New Foreign Equivalency Determination Regulations

 
September 28, 2015

The IRS released final regulations under Internal Revenue Code Sections 4942 and 4945 on September 25, 2015, specifically addressing grants by private foundations to foreign organizations. These final regulations are partly favorable to private foundations (by confirming a broadened class of tax practitioners that can give comfort to foundations on the issues involved) but also partly unfavorable (by eliminating a formerly available alternative to written advice of a tax professional – an affidavit of the foreign organization). The regulations became effective immediately upon publication. 

Background 

A private foundation must make a minimum amount of “qualifying distributions” each year (as defined in Internal Revenue Code Section 4942) and must avoid making “taxable expenditures” (as defined in Internal Revenue Code Section 4945). Failure to comply with those requirements may result in punitive excise taxes being imposed on the foundation. Except in the rare cases where a private foundation makes a grant to a foreign organization that possesses a public charity determination letter from the IRS, a private foundation is faced with two choices for avoiding excise tax exposure. First, it can make a “good-faith determination” that the foreign grantee is the equivalent of a U.S. public charity. Alternatively, the private foundation can go through a process known as exercising “expenditure responsibility” over the grant. Expenditure responsibility involves a number of requirements, including that the private foundation conducts a pre-grant inquiry to determine whether a proposed foreign grantee is reasonably likely to use the grant for the specified purposes; the private foundation and the grantee must sign a written grant agreement with specific terms; the grantee must maintain the grant funds in a separate account on the grantee's books; the grantee must report to the private foundation, in writing, not less than once a year during the term of the grant, explaining how it used the funds and describing its compliance with the grant terms and its progress toward the grant purposes; and the private foundation must report each expenditure responsibility grant on its Form 990-PF as long as the grantee’s reports are required. 

Current Rules and September 2012 Proposed Regulations 

The required “good-faith determination” is widely known as an “equivalency determination.” Treasury Regulations and IRS Revenue Procedure 92-94 have long provided that a private foundation generally has two options for making the required “good-faith determination:” (i) an affidavit of the foreign grantee or (ii) an opinion of counsel of either the grantor or the grantee. The affidavit or opinion must set forth sufficient facts concerning the operations and support of the grantee for the IRS to determine that the grantee would be likely to qualify as a public charity. 

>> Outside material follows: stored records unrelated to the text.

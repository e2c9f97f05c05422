//! Boundary to the decrypt and dispatch pipeline.
//!
//! The frontend never looks inside a message. It hands raw request bytes to
//! [`MessagePipeline::decrypt`], checks the authentication bit on the result,
//! and hands the context back to [`MessagePipeline::process`] to obtain the
//! encrypted reply. Cryptography, enrolment and the work queue all live
//! behind this trait.

use async_trait::async_trait;
use bytes::Bytes;
use thiserror::Error;

use crate::message::MessageInfo;

/// Errors surfaced by the pipeline.
///
/// The frontend maps these onto protocol statuses without leaking detail:
/// a decrypt failure is always a bare 403 whatever its cause.
#[derive(Debug, Error)]
pub enum PipelineError {
    /// The envelope could not be parsed or decrypted.
    #[error("decrypt failed: {0}")]
    Decrypt(String),

    /// An unauthenticated message was not a valid enrolment.
    #[error("enrolment rejected: {0}")]
    Enrolment(String),

    /// Dispatching the message or draining the queue failed.
    #[error("dispatch failed: {0}")]
    Dispatch(String),
}

/// Output of one dispatch.
#[derive(Debug, Clone, Default, PartialEq, Eq)]
pub struct ProcessOutcome {
    /// Encrypted reply envelope, ready to write to the wire.
    pub response: Bytes,
    /// Number of queued messages included in `response`.
    pub pending: usize,
}

/// The decrypt and dispatch pipeline consumed by both channels.
#[async_trait]
pub trait MessagePipeline: Send + Sync + 'static {
    /// Decrypt a request body into a message context.
    ///
    /// # Errors
    ///
    /// Returns [`PipelineError::Decrypt`] for anything that is not a valid
    /// envelope for this server.
    async fn decrypt(&self, body: Bytes) -> Result<MessageInfo, PipelineError>;

    /// Handle an unauthenticated message on the post channel.
    ///
    /// Enrolment requests are processed; anything else is ignored. Either
    /// way `Ok` means the agent is told to enrol.
    ///
    /// # Errors
    ///
    /// Returns [`PipelineError::Enrolment`] when an enrolment request could
    /// not be processed.
    async fn process_unauthenticated(&self, info: &MessageInfo) -> Result<(), PipelineError>;

    /// Dispatch an authenticated message and collect queued replies.
    ///
    /// With `drain` set, the incoming payload is ignored and only work already
    /// queued for `info.source` is collected; this is what the poll channel
    /// uses.
    ///
    /// # Errors
    ///
    /// Returns [`PipelineError::Dispatch`] when processing fails.
    async fn process(
        &self,
        info: &MessageInfo,
        drain: bool,
    ) -> Result<ProcessOutcome, PipelineError>;
}
//! Wire envelope exchanged with agents, and the padding frame.
//!
//! The envelope is a protobuf message. Protobuf has no framing header, so
//! decoding two encodings concatenated back to back is the same as merging
//! the two messages: singular fields keep the last non-default value and
//! repeated fields append. A padding frame only sets the repeated `padding`
//! field, which makes it safe to write any number of them before or after a
//! real envelope on a streamed response. Decoders ignore `padding`.
//!
//! ```text
//! 200 OK (chunked)
//! ├── [pad] [pad] [pad]          keep-alive while dispatch runs (post)
//! └── [real envelope]            the dispatch result
//! ```

use std::sync::LazyLock;

use bytes::Bytes;
use prost::Message;

/// Encrypted message envelope as seen on the wire.
///
/// Only the framing-relevant shape lives here; the cipher fields are opaque
/// to this layer and are produced/consumed by the external crypto pipeline.
#[derive(Clone, PartialEq, Message)]
pub struct CommsEnvelope {
    /// Claimed sender identifier (unauthenticated until decrypted).
    #[prost(string, tag = "1")]
    pub source: String,

    /// Session cipher, encrypted to the receiver.
    #[prost(bytes = "vec", tag = "2")]
    pub cipher: Vec<u8>,

    /// Signed cipher metadata.
    #[prost(bytes = "vec", tag = "3")]
    pub cipher_metadata: Vec<u8>,

    /// Encrypted message payload.
    #[prost(bytes = "vec", tag = "4")]
    pub payload: Vec<u8>,

    /// Initialisation vector for `payload`.
    #[prost(bytes = "vec", tag = "5")]
    pub iv: Vec<u8>,

    /// Protocol version spoken by the sender.
    #[prost(uint32, tag = "6")]
    pub api_version: u32,

    /// Ignored filler. Only ever populated by padding frames.
    #[prost(uint64, repeated, tag = "7")]
    pub padding: Vec<u64>,
}

impl CommsEnvelope {
    /// Decode a response stream: one real envelope plus any number of
    /// padding frames, in any order.
    pub fn decode_stream(buf: &[u8]) -> Result<Self, prost::DecodeError> {
        let mut envelope = Self::decode(buf)?;
        envelope.padding.clear();
        Ok(envelope)
    }
}

static PADDING_FRAME: LazyLock<Bytes> = LazyLock::new(|| {
    let pad = CommsEnvelope {
        padding: vec![0],
        ..Default::default()
    };
    Bytes::from(pad.encode_to_vec())
});

/// The pre-serialized padding frame.
///
/// Cloning the returned `Bytes` is a reference-count bump.
pub fn padding_frame() -> Bytes {
    PADDING_FRAME.clone()
}
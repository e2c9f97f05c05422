//! Shared fixtures for handler unit tests.

use std::collections::HashMap;
use std::sync::atomic::{AtomicUsize, Ordering};
use std::sync::{Arc, Mutex};
use std::time::Duration;

use async_trait::async_trait;
use bytes::Bytes;
use tokio_util::sync::CancellationToken;

use beacon_core::config::{
    AutocertConfig, Config, LimitsConfig, ListenConfig, TimingConfig, TlsConfig,
};
use beacon_core::{
    FrontendMetrics, HealthState, MessageInfo, MessagePipeline, NotificationRegistry,
    PipelineError, ProcessOutcome,
};

use crate::state::AppState;

/// Pipeline driven by plain-text bodies of the form `<source>:<auth|anon>:<payload>`.
///
/// Unauthenticated payload `enrol` is an enrolment and `bad-enrol` one that
/// fails; other unauthenticated payloads are ignored. Authenticated posts
/// with payload `fail` error in dispatch; anything else is echoed as
/// `reply-to-<source>`. Drains return whatever was queued with
/// [`queue`](Self::queue).
#[derive(Default)]
pub struct ScriptedPipeline {
    pub dispatch_delay: Duration,
    pub enrolments: AtomicUsize,
    pub dispatches: AtomicUsize,
    pub drains: AtomicUsize,
    queued: Mutex<HashMap<String, Vec<u8>>>,
}

impl ScriptedPipeline {
    pub fn with_delay(dispatch_delay: Duration) -> Self {
        Self {
            dispatch_delay,
            ..Self::default()
        }
    }

    pub fn queue(&self, source: &str, work: &[u8]) {
        self.queued
            .lock()
            .unwrap()
            .entry(source.to_string())
            .or_default()
            .extend_from_slice(work);
    }
}

#[async_trait]
impl MessagePipeline for ScriptedPipeline {
    async fn decrypt(&self, body: Bytes) -> Result<MessageInfo, PipelineError> {
        let text =
            std::str::from_utf8(&body).map_err(|e| PipelineError::Decrypt(e.to_string()))?;
        let mut parts = text.splitn(3, ':');
        match (parts.next(), parts.next(), parts.next()) {
            (Some(source), Some(auth), Some(payload)) => Ok(MessageInfo::new(
                source,
                auth == "auth",
                Bytes::copy_from_slice(payload.as_bytes()),
            )),
            _ => Err(PipelineError::Decrypt("not an envelope".into())),
        }
    }

    async fn process_unauthenticated(&self, info: &MessageInfo) -> Result<(), PipelineError> {
        match &info.payload[..] {
            b"enrol" => {
                self.enrolments.fetch_add(1, Ordering::SeqCst);
                Ok(())
            }
            b"bad-enrol" => Err(PipelineError::Enrolment("malformed request".into())),
            _ => Ok(()),
        }
    }

    async fn process(
        &self,
        info: &MessageInfo,
        drain: bool,
    ) -> Result<ProcessOutcome, PipelineError> {
        if drain {
            self.drains.fetch_add(1, Ordering::SeqCst);
            let work = self.queued.lock().unwrap().remove(&info.source);
            return Ok(match work {
                Some(work) => ProcessOutcome {
                    response: Bytes::from(work),
                    pending: 1,
                },
                None => ProcessOutcome::default(),
            });
        }

        tokio::time::sleep(self.dispatch_delay).await;
        self.dispatches.fetch_add(1, Ordering::SeqCst);
        if &info.payload[..] == b"fail" {
            return Err(PipelineError::Dispatch("boom".into()));
        }
        Ok(ProcessOutcome {
            response: Bytes::from(format!("reply-to-{}", info.source)),
            pending: 1,
        })
    }
}

pub fn test_config() -> Config {
    Config {
        listen: ListenConfig::default(),
        tls: TlsConfig::Autocert(AutocertConfig {
            hostnames: vec!["frontend.example.com".into()],
            cache_dir: "/nonexistent".into(),
            challenge_port: 80,
        }),
        limits: LimitsConfig::default(),
        timing: TimingConfig::default(),
        proxy_header: None,
        redirect_url: None,
        public_dir: None,
        admin: None,
    }
}

pub fn test_state(pipeline: Arc<ScriptedPipeline>) -> AppState {
    AppState::new(
        &test_config(),
        pipeline,
        Arc::new(NotificationRegistry::new()),
        FrontendMetrics::unregistered(),
        Arc::new(HealthState::new()),
        CancellationToken::new(),
    )
}
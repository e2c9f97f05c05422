//! Listener lifecycle management for the agent frontend.
//!
//! This module provides:
//! - Lifecycle state tracking
//! - The process health flag polled by load balancers
//! - Graceful shutdown with connection draining
//!
//! ## Lifecycle States
//!
//! ```text
//! Starting → Serving → ShuttingDown → Stopped
//! ```
//!
//! - **Starting**: Binding the listener, loading certificates
//! - **Serving**: Listener bound, accepting agent connections
//! - **ShuttingDown**: Health flag cleared, draining in-flight connections
//! - **Stopped**: Shutdown complete
//!
//! The health flag is cleared at the very start of `begin_shutdown`, before
//! the shutdown token is cancelled, so health checks fail while the listener is
//! still accepting.

use std::sync::Arc;
use std::sync::atomic::{AtomicBool, AtomicUsize, Ordering};
use std::time::Duration;

use arc_swap::ArcSwap;
use tokio::time::Instant;
use tokio_util::sync::CancellationToken;
use tracing::{info, warn};

pub mod health;

pub use health::{HealthState, health_router};

/// Interval between drain progress checks.
const DRAIN_POLL_INTERVAL: Duration = Duration::from_millis(100);

/// Interval between drain progress log lines.
const DRAIN_LOG_INTERVAL: Duration = Duration::from_secs(5);

// ============================================================================
// Lifecycle State
// ============================================================================

/// Lifecycle state machine.
#[derive(Debug, Clone, Copy, PartialEq, Eq)]
pub enum LifecycleState {
    /// Listener not yet bound
    Starting,
    /// Accepting agent connections
    Serving,
    /// Draining, no new connections
    ShuttingDown,
    /// Shutdown complete
    Stopped,
}

impl std::fmt::Display for LifecycleState {
    fn fmt(&self, f: &mut std::fmt::Formatter<'_>) -> std::fmt::Result {
        match self {
            Self::Starting => write!(f, "starting"),
            Self::Serving => write!(f, "serving"),
            Self::ShuttingDown => write!(f, "shutting_down"),
            Self::Stopped => write!(f, "stopped"),
        }
    }
}

// ============================================================================
// Lifecycle Manager
// ============================================================================

/// Coordinates startup, health, and shutdown of the frontend listener.
///
/// Owns the shared shutdown [`CancellationToken`]. Every blocking wait in the
/// request handlers selects on a clone of it, so cancelling it is the single
/// broadcast that tells the whole process to wind down.
///
/// # Thread Safety
///
/// All state is atomic or lock-free; the manager is shared as
/// `Arc<LifecycleManager>` between the listener, handlers and signal tasks.
pub struct LifecycleManager {
    /// Current lifecycle state
    state: ArcSwap<LifecycleState>,

    /// When the manager was created
    started_at: Instant,

    /// Shutdown cancellation token
    shutdown_token: CancellationToken,

    /// Set once by the first `begin_shutdown` call
    shutdown_started: AtomicBool,

    /// Open agent connections (for draining)
    active_connections: AtomicUsize,

    /// Health flag served on `/healthz`
    health: Arc<HealthState>,

    /// Upper bound on `drain_connections`
    shutdown_grace: Duration,
}

impl LifecycleManager {
    /// Creates a new lifecycle manager in the `Starting` state.
    ///
    /// The health flag starts unhealthy.
    #[must_use]
    pub fn new(shutdown_grace: Duration) -> Self {
        Self {
            state: ArcSwap::new(Arc::new(LifecycleState::Starting)),
            started_at: Instant::now(),
            shutdown_token: CancellationToken::new(),
            shutdown_started: AtomicBool::new(false),
            active_connections: AtomicUsize::new(0),
            health: Arc::new(HealthState::new()),
            shutdown_grace,
        }
    }

    /// Returns the current lifecycle state.
    #[must_use]
    pub fn state(&self) -> LifecycleState {
        **self.state.load()
    }

    /// Returns true if the listener is accepting connections.
    #[must_use]
    pub fn is_serving(&self) -> bool {
        matches!(self.state(), LifecycleState::Serving)
    }

    /// Returns true if the service is shutting down or stopped.
    #[must_use]
    pub fn is_shutting_down(&self) -> bool {
        self.shutdown_started.load(Ordering::SeqCst)
    }

    /// Returns the shared health flag.
    #[must_use]
    pub fn health(&self) -> Arc<HealthState> {
        Arc::clone(&self.health)
    }

    /// Returns a clone of the shutdown token.
    #[must_use]
    pub fn shutdown_token(&self) -> CancellationToken {
        self.shutdown_token.clone()
    }

    /// Transition to `Serving` and mark the process healthy.
    ///
    /// Called once the listener is bound. A no-op once shutdown has begun,
    /// so a late bind can never turn the health flag back on.
    pub fn mark_serving(&self) {
        if self.is_shutting_down() {
            return;
        }
        self.state.store(Arc::new(LifecycleState::Serving));
        self.health.mark_healthy();
        info!(
            startup_duration_ms = self.started_at.elapsed().as_millis(),
            "Frontend serving"
        );
    }

    /// Begin graceful shutdown.
    ///
    /// In order:
    /// 1. Marks the process unhealthy
    /// 2. Sets state to `ShuttingDown`
    /// 3. Cancels the shutdown token
    ///
    /// Only the first call has any effect.
    pub fn begin_shutdown(&self) {
        if self.shutdown_started.swap(true, Ordering::SeqCst) {
            return;
        }
        self.health.mark_unhealthy();
        self.state.store(Arc::new(LifecycleState::ShuttingDown));
        self.shutdown_token.cancel();
        info!(
            active_connections = self.active_connections.load(Ordering::SeqCst),
            "Shutdown initiated"
        );
    }

    /// Track an open agent connection (returns RAII guard).
    ///
    /// Returns `None` once shutdown has begun.
    #[must_use]
    pub fn track_connection(self: &Arc<Self>) -> Option<ConnectionGuard> {
        if self.is_shutting_down() {
            return None;
        }
        self.active_connections.fetch_add(1, Ordering::SeqCst);
        Some(ConnectionGuard {
            manager: Arc::clone(self),
        })
    }

    /// Returns the number of open agent connections.
    #[must_use]
    pub fn active_connection_count(&self) -> usize {
        self.active_connections.load(Ordering::SeqCst)
    }

    /// Returns the configured drain bound.
    #[must_use]
    pub fn shutdown_grace(&self) -> Duration {
        self.shutdown_grace
    }

    /// Wait for open connections to finish, bounded by the shutdown grace.
    ///
    /// Polls every 100ms. Returns `DrainResult::Complete` when the count
    /// reaches zero, `DrainResult::Timeout` when the grace period runs out.
    pub async fn drain_connections(&self) -> DrainResult {
        let deadline = Instant::now() + self.shutdown_grace;
        let mut last_log = Instant::now();

        loop {
            let active = self.active_connections.load(Ordering::SeqCst);

            if active == 0 {
                return DrainResult::Complete;
            }

            if Instant::now() >= deadline {
                warn!(
                    active_connections = active,
                    "Drain grace exceeded, forcing close"
                );
                return DrainResult::Timeout { remaining: active };
            }

            if last_log.elapsed() >= DRAIN_LOG_INTERVAL {
                info!(active_connections = active, "Draining connections...");
                last_log = Instant::now();
            }

            tokio::time::sleep(DRAIN_POLL_INTERVAL).await;
        }
    }

    /// Mark as stopped.
    pub fn mark_stopped(&self) {
        self.state.store(Arc::new(LifecycleState::Stopped));
        info!(
            uptime_secs = self.started_at.elapsed().as_secs(),
            "Frontend stopped"
        );
    }
}

// ============================================================================
// Connection Guard
// ============================================================================

/// RAII guard for connection tracking.
///
/// Dropping the guard decrements the open-connection counter, including
/// when the connection task panics.
pub struct ConnectionGuard {
    manager: Arc<LifecycleManager>,
}

impl Drop for ConnectionGuard {
    fn drop(&mut self) {
        self.manager
            .active_connections
            .fetch_sub(1, Ordering::SeqCst);
    }
}

// ============================================================================
// Drain Result
// ============================================================================

/// Result of draining connections.
#[derive(Debug, Clone, PartialEq, Eq)]
pub enum DrainResult {
    /// All connections closed before the grace period ran out
    Complete,
    /// Grace period ran out with connections still open
    Timeout {
        /// Number of connections still open
        remaining: usize,
    },
}

// ============================================================================
// Tests
// ============================================================================
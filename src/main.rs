//! Aberred Motion headless runner.
//!
//! Loads a physics configuration and a scene, then runs the collision tick a
//! fixed number of times and reports where every body ended up. Useful for
//! checking scene layouts and cell sizes without a renderer.
//!
//! # Running
//!
//! ```sh
//! cargo run --release -- --config demos/physics.ini --scene demos/corridor.json
//! cargo run --release -- --random 500 --seed 42 --debug
//! ```

use std::path::PathBuf;

use aberredmotion::components::mapposition::MapPosition;
use aberredmotion::events::collision::observe_log_blocked;
use aberredmotion::game::{
    SceneDesc, init_physics, physics_schedule, spawn_random_bodies, spawn_scene, step,
};
use aberredmotion::resources::debugmode::DebugMode;
use aberredmotion::resources::physicsconfig::PhysicsConfig;
use aberredmotion::resources::relations::{RelationKind, Relations};
use aberredmotion::spatial::rect::Rect;
use bevy_ecs::observer::Observer;
use bevy_ecs::prelude::*;
use clap::Parser;

/// Aberred Motion 2D
#[derive(Parser)]
#[command(version, about = "Headless runner for the Aberred Motion collision tick")]
struct Cli {
    /// INI file with world bounds, cell sizes and tick length.
    #[arg(long, value_name = "PATH", default_value = "./physics.ini")]
    config: PathBuf,

    /// JSON scene to spawn.
    #[arg(long, value_name = "PATH")]
    scene: Option<PathBuf>,

    /// Spawn this many random moving solids.
    #[arg(long, value_name = "COUNT", default_value_t = 0)]
    random: usize,

    /// Seed for --random.
    #[arg(long, default_value_t = 1)]
    seed: u64,

    /// Speed limit for random bodies, in units per second.
    #[arg(long, default_value_t = 120.0)]
    max_speed: f32,

    /// Number of fixed ticks to run.
    #[arg(long, default_value_t = 600)]
    ticks: u32,

    /// Log relation counts every tick.
    #[arg(long)]
    debug: bool,

    /// Write the default configuration to PATH and exit.
    #[arg(long, value_name = "PATH")]
    write_config: Option<PathBuf>,
}

fn main() {
    env_logger::Builder::from_env(env_logger::Env::default().default_filter_or("info")).init();

    let cli = Cli::parse();

    // Early-exit: dump defaults and quit
    if let Some(path) = cli.write_config {
        let config = PhysicsConfig::with_path(&path);
        if let Err(e) = config.save_to_file() {
            eprintln!("Error: {e}");
            std::process::exit(1);
        }
        println!("Physics config written to {}", path.display());
        return;
    }

    let mut config = PhysicsConfig::with_path(&cli.config);
    if let Err(e) = config.load_from_file() {
        log::warn!("{e}; using defaults");
        config = PhysicsConfig::with_path(&cli.config);
    }

    let mut world = World::new();
    init_physics(&mut world, &config);
    if cli.debug {
        world.insert_resource(DebugMode {});
    }
    world.spawn(Observer::new(observe_log_blocked));
    world.flush();

    if let Some(path) = &cli.scene {
        match SceneDesc::load(path) {
            Ok(scene) => {
                spawn_scene(&mut world, &scene);
            }
            Err(e) => {
                eprintln!("Error loading scene {}: {e}", path.display());
                std::process::exit(1);
            }
        }
    }
    if cli.random > 0 {
        let mut rng = fastrand::Rng::with_seed(cli.seed);
        let bounds = Rect::new(
            config.world_x,
            config.world_y,
            config.world_width,
            config.world_height,
        );
        spawn_random_bodies(&mut world, &mut rng, bounds, cli.random, cli.max_speed);
    }

    let mut schedule = physics_schedule();
    log::info!(
        "Running {} ticks of {:.4}s",
        cli.ticks,
        config.fixed_delta
    );
    for _ in 0..cli.ticks {
        step(&mut world, &mut schedule, config.fixed_delta);
    }

    let relations = world.resource::<Relations>();
    log::info!(
        "Finished: {} colliding edges, {} touching edges",
        relations.count(RelationKind::Colliding),
        relations.touching_count()
    );

    let mut positions = world.query::<(Entity, &MapPosition)>();
    for (entity, position) in positions.iter(&world) {
        let coords = position.coords();
        log::info!("{:?} at ({}, {})", entity, coords.x, coords.y);
    }
}
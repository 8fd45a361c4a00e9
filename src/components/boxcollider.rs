use bevy_ecs::prelude::Component;
use glam::{IVec2, Vec2};
use serde::{Deserialize, Serialize};

use crate::spatial::rect::Rect;
use crate::spatial::sweep::to_coords;

/// Axis-aligned collision footprint relative to the entity's [`MapPosition`].
///
/// [`MapPosition`]: super::mapposition::MapPosition
#[derive(Debug, Clone, Copy, PartialEq, Eq, Component, Serialize, Deserialize)]
pub struct BoxCollider {
    pub size: IVec2,
    pub offset: IVec2,
}

impl BoxCollider {
    /// Create a BoxCollider with given size
    pub fn new(width: i32, height: i32) -> Self {
        Self {
            size: IVec2::new(width, height),
            offset: IVec2::ZERO,
        }
    }

    /// Modify BoxCollider with given offset
    pub fn with_offset(mut self, offset: IVec2) -> Self {
        self.offset = offset;
        self
    }

    /// Collider centered on the entity origin.
    pub fn centered(width: i32, height: i32) -> Self {
        Self::new(width, height).with_offset(IVec2::new(-width / 2, -height / 2))
    }

    /// Local rectangle. Handles negative size by normalizing to proper min/max.
    pub fn local_rect(&self) -> Rect {
        let p0 = self.offset;
        let p1 = p0 + self.size;
        let min = p0.min(p1);
        let max = p0.max(p1);
        Rect::new(min.x, min.y, max.x - min.x, max.y - min.y)
    }

    /// World rectangle for an entity standing at integer `coords`.
    pub fn world_rect(&self, coords: IVec2) -> Rect {
        self.local_rect().translated(coords)
    }

    /// World rectangle for a float position, rounded the way positions are
    /// published.
    pub fn world_rect_at(&self, position: Vec2) -> Rect {
        self.world_rect(to_coords(position))
    }

    /// AABB overlap test against another BoxCollider at a different entity position.
    pub fn overlaps(&self, position: Vec2, other: &Self, other_position: Vec2) -> bool {
        self.world_rect_at(position)
            .intersects(&other.world_rect_at(other_position))
    }
}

In September 2012 the IRS issued proposed regulations on the opinion of counsel approach to foreign equivalency determinations and also solicited comments on several other equivalency determination issues. The proposed regulations would have allowed private foundations to rely on written advice given by a “qualified tax practitioner,” which includes attorneys, certified public accountants, and enrolled agents, as defined in and subject to the requirements of Treasury Department Circular 230 (which addresses professional standards of conduct for practice before the IRS, including standards for written advice). Issues raised for comment included whether it is appropriate to limit the timeframe during which a private foundation may rely upon a qualified tax practitioner's written advice for these purposes and whether the affidavit approach should be eliminated or modified (e.g., by requiring particular supporting factual information to corroborate the contents of affidavits). 

The Final Regulations 

The final regulations confirm the broad group of qualifying tax practitioners than can provide acceptable written advice. However, the final regulations have eliminated grantee affidavits as an acceptable basis for a good-faith determination (while allowing grantee affidavits to serve as part of what can be used for develop the written advice of the tax practitioner). The last major element of the final regulations is a requirement that the written advice of a qualified tax practitioner serving as the basis for a “good-faith determination” must be “current.” Written advice will be considered current if the relevant law on which the written advice was based has not changed since the date of the written advice and the factual information on which the advice was based is from the organization's current or prior year. However, consistent with rules for determinations of public support over a five-year test period for U.S. public charities, written advice that an organization satisfied the public support requirements under Code Section 170(b)(1)(A)(vi) or Code Section 509(a)(2) based on support over a test period of five years will be treated as current for the two years of the grantee immediately following the end of the five-year test period.